__What you have to do__
Using the exact wording, repeat every line of the material.

Data for this task Block Start

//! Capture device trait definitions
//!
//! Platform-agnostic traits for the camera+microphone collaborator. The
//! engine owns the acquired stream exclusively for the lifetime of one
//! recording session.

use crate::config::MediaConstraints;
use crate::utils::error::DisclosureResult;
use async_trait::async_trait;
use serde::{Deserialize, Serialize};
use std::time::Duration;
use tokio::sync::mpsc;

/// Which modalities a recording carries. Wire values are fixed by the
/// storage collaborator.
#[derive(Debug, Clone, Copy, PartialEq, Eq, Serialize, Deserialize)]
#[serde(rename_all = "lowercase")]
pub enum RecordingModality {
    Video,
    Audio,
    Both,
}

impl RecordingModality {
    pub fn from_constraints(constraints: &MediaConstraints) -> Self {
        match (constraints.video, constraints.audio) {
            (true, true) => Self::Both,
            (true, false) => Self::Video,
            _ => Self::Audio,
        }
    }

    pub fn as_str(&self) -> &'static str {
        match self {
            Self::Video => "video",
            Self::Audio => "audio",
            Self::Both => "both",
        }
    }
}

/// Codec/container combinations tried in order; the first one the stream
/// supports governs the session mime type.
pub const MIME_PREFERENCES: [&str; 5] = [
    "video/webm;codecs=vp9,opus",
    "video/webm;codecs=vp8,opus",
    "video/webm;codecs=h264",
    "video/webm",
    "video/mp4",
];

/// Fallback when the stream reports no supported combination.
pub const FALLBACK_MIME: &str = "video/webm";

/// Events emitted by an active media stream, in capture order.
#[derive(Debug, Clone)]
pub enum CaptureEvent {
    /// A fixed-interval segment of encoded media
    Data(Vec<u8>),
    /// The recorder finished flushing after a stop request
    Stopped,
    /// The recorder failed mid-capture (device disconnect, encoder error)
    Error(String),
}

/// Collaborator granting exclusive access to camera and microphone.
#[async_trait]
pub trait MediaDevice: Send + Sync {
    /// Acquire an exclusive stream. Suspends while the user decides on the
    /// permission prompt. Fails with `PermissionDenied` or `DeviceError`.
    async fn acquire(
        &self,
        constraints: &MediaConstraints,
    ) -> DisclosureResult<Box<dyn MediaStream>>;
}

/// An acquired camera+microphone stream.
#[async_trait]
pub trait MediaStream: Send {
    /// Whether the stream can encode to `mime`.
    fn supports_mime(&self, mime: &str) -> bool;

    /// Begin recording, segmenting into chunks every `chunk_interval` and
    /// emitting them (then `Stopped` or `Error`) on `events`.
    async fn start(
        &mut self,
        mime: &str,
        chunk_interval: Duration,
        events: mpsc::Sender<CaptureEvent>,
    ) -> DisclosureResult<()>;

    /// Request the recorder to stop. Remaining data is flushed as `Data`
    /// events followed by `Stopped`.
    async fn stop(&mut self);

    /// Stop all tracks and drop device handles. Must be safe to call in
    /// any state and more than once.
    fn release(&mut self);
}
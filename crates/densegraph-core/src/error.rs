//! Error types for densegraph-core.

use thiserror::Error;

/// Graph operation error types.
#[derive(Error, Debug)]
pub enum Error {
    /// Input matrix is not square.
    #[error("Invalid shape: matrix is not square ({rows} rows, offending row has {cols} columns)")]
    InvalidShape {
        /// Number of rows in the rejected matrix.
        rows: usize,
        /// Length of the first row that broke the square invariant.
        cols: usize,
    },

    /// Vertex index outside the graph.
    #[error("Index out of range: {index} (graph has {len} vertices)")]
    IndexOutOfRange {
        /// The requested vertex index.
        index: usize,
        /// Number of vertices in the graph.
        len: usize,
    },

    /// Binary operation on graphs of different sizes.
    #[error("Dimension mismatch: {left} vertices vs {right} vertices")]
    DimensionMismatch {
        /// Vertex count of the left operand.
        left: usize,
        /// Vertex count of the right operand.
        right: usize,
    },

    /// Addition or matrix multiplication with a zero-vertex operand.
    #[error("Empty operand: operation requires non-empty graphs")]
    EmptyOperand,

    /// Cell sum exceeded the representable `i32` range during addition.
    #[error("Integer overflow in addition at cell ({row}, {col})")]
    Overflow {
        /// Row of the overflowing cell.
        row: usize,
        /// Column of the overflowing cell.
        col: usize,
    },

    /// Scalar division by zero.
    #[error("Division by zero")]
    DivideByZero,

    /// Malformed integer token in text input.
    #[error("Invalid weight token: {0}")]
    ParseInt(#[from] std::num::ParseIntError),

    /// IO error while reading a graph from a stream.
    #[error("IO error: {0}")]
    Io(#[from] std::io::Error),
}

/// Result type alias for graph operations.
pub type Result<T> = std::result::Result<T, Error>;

Data for this task Block End

__Solution__
//! Capture device trait definitions
//!
//! Platform-agnostic traits for the camera+microphone collaborator. The
//! engine owns the acquired stream exclusively for the lifetime of one
//! recording session.

use crate::config::MediaConstraints;
use crate::utils::error::DisclosureResult;
use async_trait::async_trait;
use serde::{Deserialize, Serialize};
use std::time::Duration;
use tokio::sync::mpsc;

/// Which modalities a recording carries. Wire values are fixed by the
/// storage collaborator.
#[derive(Debug, Clone, Copy, PartialEq, Eq, Serialize, Deserialize)]
#[serde(rename_all = "lowercase")]
pub enum RecordingModality {
    Video,
    Audio,
    Both,
}

impl RecordingModality {
    pub fn from_constraints(constraints: &MediaConstraints) -> Self {
        match (constraints.video, constraints.audio) {
            (true, true) => Self::Both,
            (true, false) => Self::Video,
            _ => Self::Audio,
        }
    }

    pub fn as_str(&self) -> &'static str {
        match self {
            Self::Video => "video",
            Self::Audio => "audio",
            Self::Both => "both",
        }
    }
}

/// Codec/container combinations tried in order; the first one the stream
/// supports governs the session mime type.
pub const MIME_PREFERENCES: [&str; 5] = [
    "video/webm;codecs=vp9,opus",
    "video/webm;codecs=vp8,opus",
    "video/webm;codecs=h264",
    "video/webm",
    "video/mp4",
];

/// Fallback when the stream reports no supported combination.
pub const FALLBACK_MIME: &str = "video/webm";

/// Events emitted by an active media stream, in capture order.
#[derive(Debug, Clone)]
pub enum CaptureEvent {
    /// A fixed-interval segment of encoded media
    Data(Vec<u8>),
    /// The recorder finished flushing after a stop request
    Stopped,
    /// The recorder failed mid-capture (device disconnect, encoder error)
    Error(String),
}

/// Collaborator granting exclusive access to camera and microphone.
#[async_trait]
pub trait MediaDevice: Send + Sync {
    /// Acquire an exclusive stream. Suspends while the user decides on the
    /// permission prompt. Fails with `PermissionDenied` or `DeviceError`.
    async fn acquire(
        &self,
        constraints: &MediaConstraints,
    ) -> DisclosureResult<Box<dyn MediaStream>>;
}

/// An acquired camera+microphone stream.
#[async_trait]
pub trait MediaStream: Send {
    /// Whether the stream can encode to `mime`.
    fn supports_mime(&self, mime: &str) -> bool;

    /// Begin recording, segmenting into chunks every `chunk_interval` and
    /// emitting them (then `Stopped` or `Error`) on `events`.
    async fn start(
        &mut self,
        mime: &str,
        chunk_interval: Duration,
        events: mpsc::Sender<CaptureEvent>,
    ) -> DisclosureResult<()>;

    /// Request the recorder to stop. Remaining data is flushed as `Data`
    /// events followed by `Stopped`.
    async fn stop(&mut self);

    /// Stop all tracks and drop device handles. Must be safe to call in
    /// any state and more than once.
    fn release(&mut self);
}
filename crates/densegraph-core/src/error.rs
//! Error types for densegraph-core.

use thiserror::Error;

/// Graph operation error types.
#[derive(Error, Debug)]
pub enum Error {
    /// Input matrix is not square.
    #[error("Invalid shape: matrix is not square ({rows} rows, offending row has {cols} columns)")]
    InvalidShape {
        /// Number of rows in the rejected matrix.
        rows: usize,
        /// Length of the first row that broke the square invariant.
        cols: usize,
    },

    /// Vertex index outside the graph.
    #[error("Index out of range: {index} (graph has {len} vertices)")]
    IndexOutOfRange {
        /// The requested vertex index.
        index: usize,
        /// Number of vertices in the graph.
        len: usize,
    },

    /// Binary operation on graphs of different sizes.
    #[error("Dimension mismatch: {left} vertices vs {right} vertices")]
    DimensionMismatch {
        /// Vertex count of the left operand.
        left: usize,
        /// Vertex count of the right operand.
        right: usize,
    },

    /// Addition or matrix multiplication with a zero-vertex operand.
    #[error("Empty operand: operation requires non-empty graphs")]
    EmptyOperand,

    /// Cell sum exceeded the representable `i32` range during addition.
    #[error("Integer overflow in addition at cell ({row}, {col})")]
    Overflow {
        /// Row of the overflowing cell.
        row: usize,
        /// Column of the overflowing cell.
        col: usize,
    },

    /// Scalar division by zero.
    #[error("Division by zero")]
    DivideByZero,

    /// Malformed integer token in text input.
    #[error("Invalid weight token: {0}")]
    ParseInt(#[from] std::num::ParseIntError),

    /// IO error while reading a graph from a stream.
    #[error("IO error: {0}")]
    Io(#[from] std::io::Error),
}

/// Result type alias for graph operations.
pub type Result<T> = std::result::Result<T, Error>;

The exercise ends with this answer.